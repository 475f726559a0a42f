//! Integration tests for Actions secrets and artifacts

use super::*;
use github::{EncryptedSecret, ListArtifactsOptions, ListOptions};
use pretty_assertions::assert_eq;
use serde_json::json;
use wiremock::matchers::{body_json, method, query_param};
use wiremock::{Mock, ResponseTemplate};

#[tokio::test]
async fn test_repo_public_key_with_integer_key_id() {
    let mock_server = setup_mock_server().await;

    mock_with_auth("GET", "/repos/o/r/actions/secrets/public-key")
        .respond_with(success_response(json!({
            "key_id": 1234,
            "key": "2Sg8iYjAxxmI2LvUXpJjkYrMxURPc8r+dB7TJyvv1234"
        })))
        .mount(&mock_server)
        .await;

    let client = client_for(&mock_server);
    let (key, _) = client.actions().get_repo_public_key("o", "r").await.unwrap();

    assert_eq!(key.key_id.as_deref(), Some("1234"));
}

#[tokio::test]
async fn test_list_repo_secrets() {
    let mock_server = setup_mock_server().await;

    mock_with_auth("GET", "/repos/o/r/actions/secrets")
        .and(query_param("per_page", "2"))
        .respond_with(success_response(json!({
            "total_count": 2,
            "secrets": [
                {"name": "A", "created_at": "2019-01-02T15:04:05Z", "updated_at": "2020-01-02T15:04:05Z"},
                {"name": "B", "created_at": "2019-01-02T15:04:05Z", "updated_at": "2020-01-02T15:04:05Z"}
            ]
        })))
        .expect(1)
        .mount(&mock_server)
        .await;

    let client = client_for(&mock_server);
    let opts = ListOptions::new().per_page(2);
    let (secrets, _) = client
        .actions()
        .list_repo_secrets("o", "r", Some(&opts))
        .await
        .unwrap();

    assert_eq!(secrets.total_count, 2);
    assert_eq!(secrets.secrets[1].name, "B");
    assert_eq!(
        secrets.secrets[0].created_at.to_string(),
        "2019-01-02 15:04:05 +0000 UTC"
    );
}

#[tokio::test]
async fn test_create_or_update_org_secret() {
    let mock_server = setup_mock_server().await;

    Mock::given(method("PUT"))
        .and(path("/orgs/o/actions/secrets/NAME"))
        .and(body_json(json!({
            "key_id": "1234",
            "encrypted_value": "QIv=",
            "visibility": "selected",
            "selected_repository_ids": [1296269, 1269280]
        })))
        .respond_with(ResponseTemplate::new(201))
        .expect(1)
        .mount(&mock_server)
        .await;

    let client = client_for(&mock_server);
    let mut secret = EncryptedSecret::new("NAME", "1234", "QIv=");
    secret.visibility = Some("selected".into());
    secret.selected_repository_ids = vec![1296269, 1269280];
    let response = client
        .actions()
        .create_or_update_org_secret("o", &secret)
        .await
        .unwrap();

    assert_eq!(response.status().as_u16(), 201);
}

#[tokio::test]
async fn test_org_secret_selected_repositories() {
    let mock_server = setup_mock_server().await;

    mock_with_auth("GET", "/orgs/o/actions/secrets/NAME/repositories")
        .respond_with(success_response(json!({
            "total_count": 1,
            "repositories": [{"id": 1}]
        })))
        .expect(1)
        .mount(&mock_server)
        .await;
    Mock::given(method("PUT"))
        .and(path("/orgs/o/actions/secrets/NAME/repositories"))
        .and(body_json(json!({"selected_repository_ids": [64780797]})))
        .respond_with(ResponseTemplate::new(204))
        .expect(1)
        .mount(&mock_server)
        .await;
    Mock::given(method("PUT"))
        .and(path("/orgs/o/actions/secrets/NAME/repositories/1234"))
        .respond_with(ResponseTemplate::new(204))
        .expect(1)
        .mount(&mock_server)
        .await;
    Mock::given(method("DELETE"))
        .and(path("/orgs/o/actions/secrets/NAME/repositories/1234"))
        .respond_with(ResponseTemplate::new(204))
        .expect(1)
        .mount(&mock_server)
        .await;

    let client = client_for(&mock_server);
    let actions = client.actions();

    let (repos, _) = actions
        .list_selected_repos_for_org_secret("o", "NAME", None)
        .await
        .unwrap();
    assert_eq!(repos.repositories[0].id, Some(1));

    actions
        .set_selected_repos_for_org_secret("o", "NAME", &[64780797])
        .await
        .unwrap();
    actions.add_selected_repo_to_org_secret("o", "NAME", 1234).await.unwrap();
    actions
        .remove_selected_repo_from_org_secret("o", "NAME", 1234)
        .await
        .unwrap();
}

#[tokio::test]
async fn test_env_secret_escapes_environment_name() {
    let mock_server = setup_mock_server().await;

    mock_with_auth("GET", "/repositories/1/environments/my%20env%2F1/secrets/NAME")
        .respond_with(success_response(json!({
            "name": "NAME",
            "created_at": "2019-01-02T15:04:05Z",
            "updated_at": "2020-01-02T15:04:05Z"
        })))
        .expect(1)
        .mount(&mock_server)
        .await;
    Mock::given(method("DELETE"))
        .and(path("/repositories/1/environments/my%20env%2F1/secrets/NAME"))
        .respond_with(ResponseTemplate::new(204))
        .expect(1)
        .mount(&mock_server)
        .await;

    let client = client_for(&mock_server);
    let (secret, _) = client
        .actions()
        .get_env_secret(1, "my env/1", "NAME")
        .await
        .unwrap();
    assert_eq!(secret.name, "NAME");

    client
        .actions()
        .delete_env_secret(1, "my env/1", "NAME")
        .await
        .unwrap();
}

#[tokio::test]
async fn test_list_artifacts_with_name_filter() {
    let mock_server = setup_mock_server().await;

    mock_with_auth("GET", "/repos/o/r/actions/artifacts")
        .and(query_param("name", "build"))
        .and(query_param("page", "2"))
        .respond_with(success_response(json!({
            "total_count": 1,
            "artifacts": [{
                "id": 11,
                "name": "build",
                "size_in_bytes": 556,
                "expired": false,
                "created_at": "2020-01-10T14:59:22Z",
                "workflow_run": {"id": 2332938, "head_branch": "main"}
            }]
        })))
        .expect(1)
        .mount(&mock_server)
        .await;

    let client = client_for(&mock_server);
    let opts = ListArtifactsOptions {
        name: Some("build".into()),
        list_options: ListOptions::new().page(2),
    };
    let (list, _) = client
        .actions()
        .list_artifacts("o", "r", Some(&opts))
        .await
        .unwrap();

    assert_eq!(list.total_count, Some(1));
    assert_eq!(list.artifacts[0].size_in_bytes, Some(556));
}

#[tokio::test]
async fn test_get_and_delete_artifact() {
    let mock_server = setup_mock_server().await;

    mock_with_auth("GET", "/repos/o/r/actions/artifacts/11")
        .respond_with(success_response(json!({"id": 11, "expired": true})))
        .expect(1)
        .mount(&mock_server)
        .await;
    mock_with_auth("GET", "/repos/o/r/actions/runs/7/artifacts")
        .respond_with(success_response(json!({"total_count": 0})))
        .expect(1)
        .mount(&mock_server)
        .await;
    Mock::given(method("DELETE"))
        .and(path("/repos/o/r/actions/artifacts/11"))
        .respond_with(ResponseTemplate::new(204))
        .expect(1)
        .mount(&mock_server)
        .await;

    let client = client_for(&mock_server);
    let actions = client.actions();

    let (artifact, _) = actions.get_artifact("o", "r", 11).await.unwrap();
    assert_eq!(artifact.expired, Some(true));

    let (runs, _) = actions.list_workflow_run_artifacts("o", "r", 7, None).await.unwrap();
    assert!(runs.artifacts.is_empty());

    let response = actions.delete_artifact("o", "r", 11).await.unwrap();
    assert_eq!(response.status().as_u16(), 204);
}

:::::

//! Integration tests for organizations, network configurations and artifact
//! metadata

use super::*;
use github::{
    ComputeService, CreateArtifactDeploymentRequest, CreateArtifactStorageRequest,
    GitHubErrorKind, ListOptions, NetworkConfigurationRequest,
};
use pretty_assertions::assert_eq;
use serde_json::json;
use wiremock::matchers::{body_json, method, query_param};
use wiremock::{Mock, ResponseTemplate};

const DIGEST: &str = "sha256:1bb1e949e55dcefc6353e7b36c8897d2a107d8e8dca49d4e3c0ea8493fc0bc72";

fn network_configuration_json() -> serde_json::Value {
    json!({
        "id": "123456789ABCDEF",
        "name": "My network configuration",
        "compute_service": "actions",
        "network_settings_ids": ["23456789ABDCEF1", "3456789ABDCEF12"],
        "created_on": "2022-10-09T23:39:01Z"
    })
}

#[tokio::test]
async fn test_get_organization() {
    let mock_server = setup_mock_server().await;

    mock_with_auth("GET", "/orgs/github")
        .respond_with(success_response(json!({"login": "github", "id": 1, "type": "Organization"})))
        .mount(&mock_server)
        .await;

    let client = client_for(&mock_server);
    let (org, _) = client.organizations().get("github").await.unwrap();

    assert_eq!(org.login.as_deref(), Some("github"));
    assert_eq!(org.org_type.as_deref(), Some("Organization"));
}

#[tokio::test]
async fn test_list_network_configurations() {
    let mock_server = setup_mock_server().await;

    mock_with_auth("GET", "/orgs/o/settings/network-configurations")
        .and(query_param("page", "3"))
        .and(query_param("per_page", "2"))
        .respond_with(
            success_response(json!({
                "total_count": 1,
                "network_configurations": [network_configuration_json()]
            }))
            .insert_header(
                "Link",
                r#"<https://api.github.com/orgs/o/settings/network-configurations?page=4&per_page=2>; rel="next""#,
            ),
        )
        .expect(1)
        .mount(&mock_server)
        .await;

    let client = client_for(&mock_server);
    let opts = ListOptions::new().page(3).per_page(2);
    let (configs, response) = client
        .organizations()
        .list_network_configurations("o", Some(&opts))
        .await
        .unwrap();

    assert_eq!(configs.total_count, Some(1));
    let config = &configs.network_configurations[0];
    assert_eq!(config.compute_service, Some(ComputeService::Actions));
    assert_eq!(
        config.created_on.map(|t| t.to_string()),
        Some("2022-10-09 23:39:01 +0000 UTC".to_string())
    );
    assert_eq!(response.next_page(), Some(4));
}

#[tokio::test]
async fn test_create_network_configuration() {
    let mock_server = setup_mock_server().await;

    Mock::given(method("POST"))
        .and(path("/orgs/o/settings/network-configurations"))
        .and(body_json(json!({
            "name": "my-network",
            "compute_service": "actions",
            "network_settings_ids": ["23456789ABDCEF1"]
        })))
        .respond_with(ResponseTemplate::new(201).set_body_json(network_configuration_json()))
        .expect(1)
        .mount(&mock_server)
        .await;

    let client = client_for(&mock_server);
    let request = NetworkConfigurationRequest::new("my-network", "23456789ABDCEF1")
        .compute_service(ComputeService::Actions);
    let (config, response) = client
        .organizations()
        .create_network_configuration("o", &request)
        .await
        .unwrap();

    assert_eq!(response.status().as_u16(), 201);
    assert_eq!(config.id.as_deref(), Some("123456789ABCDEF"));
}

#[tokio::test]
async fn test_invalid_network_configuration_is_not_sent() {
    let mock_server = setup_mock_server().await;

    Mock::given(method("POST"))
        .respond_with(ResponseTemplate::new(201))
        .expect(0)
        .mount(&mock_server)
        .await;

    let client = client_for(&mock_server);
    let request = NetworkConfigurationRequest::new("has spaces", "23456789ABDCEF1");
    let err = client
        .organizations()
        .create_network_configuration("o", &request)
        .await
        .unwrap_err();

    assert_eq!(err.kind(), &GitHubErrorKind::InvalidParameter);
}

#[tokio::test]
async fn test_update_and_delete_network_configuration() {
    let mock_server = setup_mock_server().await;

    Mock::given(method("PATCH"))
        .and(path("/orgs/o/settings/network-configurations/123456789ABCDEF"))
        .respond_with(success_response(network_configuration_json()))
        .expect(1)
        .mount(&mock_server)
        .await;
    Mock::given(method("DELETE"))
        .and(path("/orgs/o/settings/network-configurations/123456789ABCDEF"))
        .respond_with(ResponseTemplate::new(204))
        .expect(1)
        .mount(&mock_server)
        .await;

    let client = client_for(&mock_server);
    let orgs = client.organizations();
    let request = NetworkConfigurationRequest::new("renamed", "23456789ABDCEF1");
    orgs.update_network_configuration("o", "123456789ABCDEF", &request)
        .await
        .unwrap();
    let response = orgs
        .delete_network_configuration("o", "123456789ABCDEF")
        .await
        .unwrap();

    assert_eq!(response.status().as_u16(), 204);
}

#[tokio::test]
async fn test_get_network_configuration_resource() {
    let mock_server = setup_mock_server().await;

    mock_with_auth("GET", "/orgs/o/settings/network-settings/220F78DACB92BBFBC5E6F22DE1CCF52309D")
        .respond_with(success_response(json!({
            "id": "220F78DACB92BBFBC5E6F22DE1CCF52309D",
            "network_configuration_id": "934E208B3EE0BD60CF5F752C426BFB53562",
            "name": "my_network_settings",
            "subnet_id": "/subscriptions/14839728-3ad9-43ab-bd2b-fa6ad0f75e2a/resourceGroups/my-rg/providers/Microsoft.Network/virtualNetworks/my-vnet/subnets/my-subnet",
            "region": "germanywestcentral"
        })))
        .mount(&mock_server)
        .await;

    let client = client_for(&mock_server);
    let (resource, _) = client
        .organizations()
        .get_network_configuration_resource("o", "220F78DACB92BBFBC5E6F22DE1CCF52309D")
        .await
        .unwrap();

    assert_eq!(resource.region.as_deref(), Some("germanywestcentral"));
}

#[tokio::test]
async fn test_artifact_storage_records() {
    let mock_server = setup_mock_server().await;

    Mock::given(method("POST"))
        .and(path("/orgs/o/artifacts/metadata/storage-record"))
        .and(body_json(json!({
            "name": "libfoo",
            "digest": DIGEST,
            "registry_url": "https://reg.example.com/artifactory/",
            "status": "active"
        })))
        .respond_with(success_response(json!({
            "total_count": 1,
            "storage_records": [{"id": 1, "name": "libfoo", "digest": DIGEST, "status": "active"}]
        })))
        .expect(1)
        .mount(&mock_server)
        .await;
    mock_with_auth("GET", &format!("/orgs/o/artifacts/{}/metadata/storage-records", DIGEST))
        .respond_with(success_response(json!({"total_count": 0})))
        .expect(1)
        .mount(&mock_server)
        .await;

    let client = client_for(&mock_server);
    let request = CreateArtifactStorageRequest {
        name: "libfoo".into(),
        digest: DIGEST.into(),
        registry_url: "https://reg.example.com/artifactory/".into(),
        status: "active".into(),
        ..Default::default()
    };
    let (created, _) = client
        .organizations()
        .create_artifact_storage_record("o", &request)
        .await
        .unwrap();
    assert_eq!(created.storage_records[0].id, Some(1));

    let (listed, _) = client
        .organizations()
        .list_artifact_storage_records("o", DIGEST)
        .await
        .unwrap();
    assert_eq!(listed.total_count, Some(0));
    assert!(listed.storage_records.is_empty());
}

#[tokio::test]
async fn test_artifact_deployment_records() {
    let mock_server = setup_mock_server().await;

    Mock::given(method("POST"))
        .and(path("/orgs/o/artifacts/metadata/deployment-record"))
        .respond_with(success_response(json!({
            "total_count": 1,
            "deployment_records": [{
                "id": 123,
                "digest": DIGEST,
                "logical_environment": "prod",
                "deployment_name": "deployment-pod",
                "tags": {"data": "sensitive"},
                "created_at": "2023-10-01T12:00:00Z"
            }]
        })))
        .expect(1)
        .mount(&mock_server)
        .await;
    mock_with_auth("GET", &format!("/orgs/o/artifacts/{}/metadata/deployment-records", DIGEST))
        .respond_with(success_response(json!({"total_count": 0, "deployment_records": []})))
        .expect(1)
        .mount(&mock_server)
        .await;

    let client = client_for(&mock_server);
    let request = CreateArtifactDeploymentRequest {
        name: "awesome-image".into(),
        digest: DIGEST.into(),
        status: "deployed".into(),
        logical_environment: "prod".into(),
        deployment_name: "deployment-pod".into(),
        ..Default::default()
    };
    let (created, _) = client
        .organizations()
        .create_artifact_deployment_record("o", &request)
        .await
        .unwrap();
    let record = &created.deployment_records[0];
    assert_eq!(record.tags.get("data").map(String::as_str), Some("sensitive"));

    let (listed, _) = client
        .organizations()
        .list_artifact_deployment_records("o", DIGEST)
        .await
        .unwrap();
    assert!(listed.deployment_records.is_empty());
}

:::::

About this exercise: If a line in the data above holds the string "build", copy it.

Answer to this task:
        .and(query_param("name", "build"))
                "name": "build",
        name: Some("build".into()),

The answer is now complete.